Female soccer players earn 25 cents to the dollar of men at World Cup, new CNN analysis finds
CNN/Stylemagazine.com Newswire | 7/20/2023, 11:08 a.m.
Originally Published: 20 JUL 23 00:05 ET
Updated: 20 JUL 23 07:16 ET
By Issy Ronald, Antonio Jarne and Krystina Shveda, CNN
(CNN) — Soccer players at the 2023 Women’s World Cup will on average earn just 25 cents for every dollar earned by men at their World Cup last year, a new CNN analysis found.
Still, that is an improvement: last time, in 2019, it was less than eight cents per dollar, according to data provided by world governing body FIFA and global players’ union FIFPRO.
The gender pay gap will be very much alive and kicking at a tournament which begins on July 20 in Australia and New Zealand.
FIFA announced in June that, for the first time, about $49 million of the record $110 million Women’s World Cup prize money would go directly to individual players — at least $30,000 each for participating and $270,000 to each player on the winning squad.
The rest of the pot is going to be split between participating federations who will decide what share of this money to allocate to teams and players – if any at all. In addition to prize money, FIFA committed to paying $42 million to the federations and players’ clubs for Women’s World Cup preparations.
When asked for comment, soccer’s world governing body referred CNN to what FIFA President Gianni Infantino said in March when the organization announced details of the prize money on offer at this year’s tournament.
At the time, he said FIFA was embarking on a “historic journey for women’s football and for equality,” adding that the aim was equality in payments for the men’s and women’s World Cups in 2026 and 2027 respectively.

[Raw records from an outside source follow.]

//! End-to-end decode tests against the checked-in fixture catalogs.

use hexgene::{
    BitGroups, BodySkin, Class, DecodeError, Layout, PartCatalog, PartType, Region, Tag,
    TraitCatalog, decode_genome, quality_score,
};
use proptest::prelude::*;

/// A real legacy genome: a beast with mixed-class recessives.
const LEGACY_HEX: &str = "0x11c642400a028ca14a428c20cc011080c61180a0820180604233082";

/// An extended genome with an unassigned region and tag group: the region
/// resolves by Japan part marker, the tag by the Bionic mouth skin, and
/// every slot of every part is aquatic.
const EXTENDED_HEX: &str = "0x200000000000000000404030831800000000019004804403000001100480440a0000001004804408000000900480440300000010048044030000001004804403";

fn catalogs() -> (TraitCatalog, PartCatalog) {
    let traits = TraitCatalog::from_json_str(include_str!("fixtures/traits.json"))
        .expect("traits fixture");
    let parts =
        PartCatalog::from_json_str(include_str!("fixtures/parts.json")).expect("parts fixture");
    (traits, parts)
}

#[test]
fn test_legacy_golden_decode() {
    let (traits, parts) = catalogs();
    let genome = decode_genome(LEGACY_HEX, Layout::Legacy, &traits, &parts).unwrap();

    assert_eq!(genome.class, Class::Beast);
    assert_eq!(genome.region, Region::Global);
    assert_eq!(genome.tag, Tag::Default);
    assert_eq!(genome.body_skin, BodySkin::Normal);

    assert_eq!(genome.pattern.d, "000001");
    assert_eq!(genome.pattern.r1, "000111");
    assert_eq!(genome.pattern.r2, "000110");

    assert_eq!(genome.color.d, "f0c66e");
    assert_eq!(genome.color.r1, "ffec51");
    assert_eq!(genome.color.r2, "f0c66e");

    assert_eq!(genome.eyes.dominant.part_id, "eyes-chubby");
    assert_eq!(genome.eyes.recessive1.part_id, "eyes-chubby");
    assert_eq!(genome.eyes.recessive2.part_id, "eyes-papi");
    assert_eq!(genome.ears.dominant.part_id, "ears-sakura");
    assert_eq!(genome.ears.recessive1.part_id, "ears-nyan");
    assert_eq!(genome.ears.recessive2.part_id, "ears-seaslug");
    assert_eq!(genome.mouth.dominant.part_id, "mouth-tiny-turtle");
    assert_eq!(genome.mouth.recessive1.part_id, "mouth-piranha");
    assert_eq!(genome.mouth.recessive2.part_id, "mouth-serious");
    assert_eq!(genome.horn.dominant.part_id, "horn-bamboo-shoot");
    assert_eq!(genome.horn.recessive1.part_id, "horn-lagging");
    assert_eq!(genome.horn.recessive2.part_id, "horn-little-branch");
    assert_eq!(genome.back.dominant.part_id, "back-balloon");
    assert_eq!(genome.back.recessive1.part_id, "back-risky-beast");
    assert_eq!(genome.back.recessive2.part_id, "back-risky-beast");
    assert_eq!(genome.tail.dominant.part_id, "tail-gravel-ant");
    assert_eq!(genome.tail.recessive1.part_id, "tail-hot-butt");
    assert_eq!(genome.tail.recessive2.part_id, "tail-swallow");

    // The dominant slot's class comes from the catalog entry.
    assert_eq!(genome.mouth.dominant.class, Class::Reptile);
    assert_eq!(genome.mouth.dominant.name, "Tiny Turtle");

    assert!(genome.parts().all(|(_, record)| !record.mystic));
    assert_eq!(quality_score(&genome), 23.67);
}

#[test]
fn test_extended_golden_decode() {
    let (traits, parts) = catalogs();
    let genome = decode_genome(EXTENDED_HEX, Layout::Extended, &traits, &parts).unwrap();

    assert_eq!(genome.class, Class::Aquatic);
    // Region group is all zeros; the eyes group's leading 0011 marker
    // resolves Japan.
    assert_eq!(genome.region, Region::Japan);
    // Tag group is all zeros; the Bionic mouth skin infers Agamogenesis.
    assert_eq!(genome.tag, Tag::Agamogenesis);
    assert_eq!(genome.body_skin, BodySkin::Normal);

    assert_eq!(genome.pattern.d, "000000001");
    assert_eq!(genome.pattern.r1, "000000010");
    assert_eq!(genome.pattern.r2, "000000011");

    assert_eq!(genome.color.d, "4cffdf");
    assert_eq!(genome.color.r1, "2de8f2");
    assert_eq!(genome.color.r2, "ff5a71");

    // The Japan eyes skin picks the skin-specific trait name; its
    // recessives share the skin but fall back to the global variant.
    assert_eq!(genome.eyes.dominant.part_id, "eyes-kabuki");
    assert_eq!(genome.eyes.dominant.special_genes, ["japan"]);
    assert_eq!(genome.eyes.recessive1.part_id, "eyes-sleepless");
    assert_eq!(genome.eyes.recessive2.part_id, "eyes-telescope");

    assert_eq!(genome.mouth.dominant.part_id, "mouth-lam");
    assert_eq!(genome.ears.recessive2.part_id, "ears-seaslug");
    assert_eq!(genome.back.recessive1.part_id, "back-blue-moon");
    assert_eq!(genome.tail.dominant.part_id, "tail-koi");

    // Only the horn carries the 0001 mystic skin.
    assert!(genome.horn.mystic);
    for part_type in [PartType::Eyes, PartType::Ears, PartType::Mouth, PartType::Back, PartType::Tail] {
        assert!(!genome.part(part_type).mystic, "{part_type} should not be mystic");
    }

    // Every slot of every part is aquatic.
    assert_eq!(quality_score(&genome), 100.0);
}

#[test]
fn test_decode_is_deterministic() {
    let (traits, parts) = catalogs();
    let first = decode_genome(LEGACY_HEX, Layout::Legacy, &traits, &parts).unwrap();
    let second = decode_genome(LEGACY_HEX, Layout::Legacy, &traits, &parts).unwrap();
    assert_eq!(first, second);
}

#[test]
fn test_invalid_hex_yields_no_genome() {
    let (traits, parts) = catalogs();
    let err = decode_genome("0x11c6424zz028c", Layout::Legacy, &traits, &parts).unwrap_err();
    assert_eq!(err, DecodeError::InvalidHex { digit: 'z' });
}

#[test]
fn test_unrecognized_class_bits_fail() {
    let (traits, parts) = catalogs();
    // Pad the golden hex to the full 64 digits and force the leading class
    // bits to 0110, which no class codes.
    let hex = format!("6{}{}", "0".repeat(8), &LEGACY_HEX[2..]);
    assert_eq!(hex.len(), 64);
    let err = decode_genome(&hex, Layout::Legacy, &traits, &parts).unwrap_err();
    assert_eq!(err, DecodeError::UnrecognizedClass { bits: "0110".to_string() });
}

#[test]
fn test_all_zero_extended_region_without_marker_fails() {
    let (traits, parts) = catalogs();
    // 512 zero bits: class resolves (Beast), the region group is the
    // all-zero sentinel and no part carries the Japan marker.
    let err = decode_genome(&"0".repeat(128), Layout::Extended, &traits, &parts).unwrap_err();
    assert_eq!(
        err,
        DecodeError::UnrecognizedRegion { bits: "0".repeat(18) }
    );
}

#[test]
fn test_unknown_part_value_bits_fail_on_first_part() {
    let (traits, parts) = catalogs();
    // An all-zero legacy genome resolves every global field but none of
    // its part values exist in the catalog; eyes decode first.
    let err = decode_genome(&"0".repeat(64), Layout::Legacy, &traits, &parts).unwrap_err();
    assert_eq!(
        err,
        DecodeError::UnrecognizedPartBin {
            class: Class::Beast,
            part_type: PartType::Eyes,
            bits: "000000".to_string(),
        }
    );
}

#[test]
fn test_long_input_decodes_from_trailing_bits() {
    let (traits, parts) = catalogs();
    // 65 hex digits expand past 256 bits; the excess leading zeros are
    // discarded rather than rejected.
    let padded = format!("0x{}{}", "0".repeat(10), &LEGACY_HEX[2..]);
    assert_eq!(padded.len() - 2, 65);
    let plain = decode_genome(LEGACY_HEX, Layout::Legacy, &traits, &parts).unwrap();
    let long = decode_genome(&padded, Layout::Legacy, &traits, &parts).unwrap();
    assert_eq!(plain, long);
}

proptest! {
    #[test]
    fn prop_bit_width_round_trip(hex in "[0-9a-fA-F]{0,200}") {
        let legacy = BitGroups::parse(&hex, Layout::Legacy).unwrap();
        prop_assert_eq!(legacy.bits().len(), 256);
        let extended = BitGroups::parse(&hex, Layout::Extended).unwrap();
        prop_assert_eq!(extended.bits().len(), 512);
    }

    #[test]
    fn prop_non_hex_digit_is_rejected(
        prefix in "[0-9a-f]{0,12}",
        bad in "[g-w]",
        suffix in "[0-9a-f]{0,12}",
    ) {
        let hex = format!("{prefix}{bad}{suffix}");
        let is_invalid_hex = matches!(
            BitGroups::parse(&hex, Layout::Legacy),
            Err(DecodeError::InvalidHex { .. })
        );
        prop_assert!(is_invalid_hex);
    }

    #[test]
    fn prop_expansion_is_deterministic(hex in "[0-9a-f]{0,128}") {
        let first = BitGroups::parse(&hex, Layout::Extended).unwrap();
        let second = BitGroups::parse(&hex, Layout::Extended).unwrap();
        prop_assert_eq!(first.bits(), second.bits());
    }
}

With its estimated worldwide audience of more than one billion viewers, the Women’s World Cup is one of the biggest sporting events on the planet.
Yet, this year’s edition kicks off in Australia and New Zealand with the sport at somewhat of an inflection point, not least because of the disparity between what women players are paid in comparison to their male counterparts.
Players such as Australia’s Sam Kerr, as well as Megan Rapinoe and Alex Morgan of the US Women’s National Team (USWNT) are celebrated as household names, while England’s Lionesses adorn billboards across the country.
The popularity of the sport is undoubtedly growing, but from Jamaica to Canada, South Africa to Spain, several teams arrive at this tournament having been locked in disputes with their federations.
Despite the huge progress made in recent years, the fight for respect and equity – or sometimes to even be paid at all – continues.
When Jamaica’s Havana Solaun threaded the ball into the net against Australia four years ago, she was mobbed by her teammates as they celebrated the first Women’s World Cup goal in their nation’s history.
Having overcome almost every conceivable obstacle – the team disbanded in 2016 before an unlikely heroine, Bob Marley’s daughter, Cedella, came to the rescue – here they were competing at the pinnacle of the sport.
Two months later, the players still hadn’t been paid by the Jamaica Football Federation (JFF). Eventually, they were – but four years on and history is beginning to repeat itself.
Jamaica’s Chinyelu Asher, a member of the FIFPRO Global Players’ Council, told CNN Sport the current squad has reached a “breaking point.”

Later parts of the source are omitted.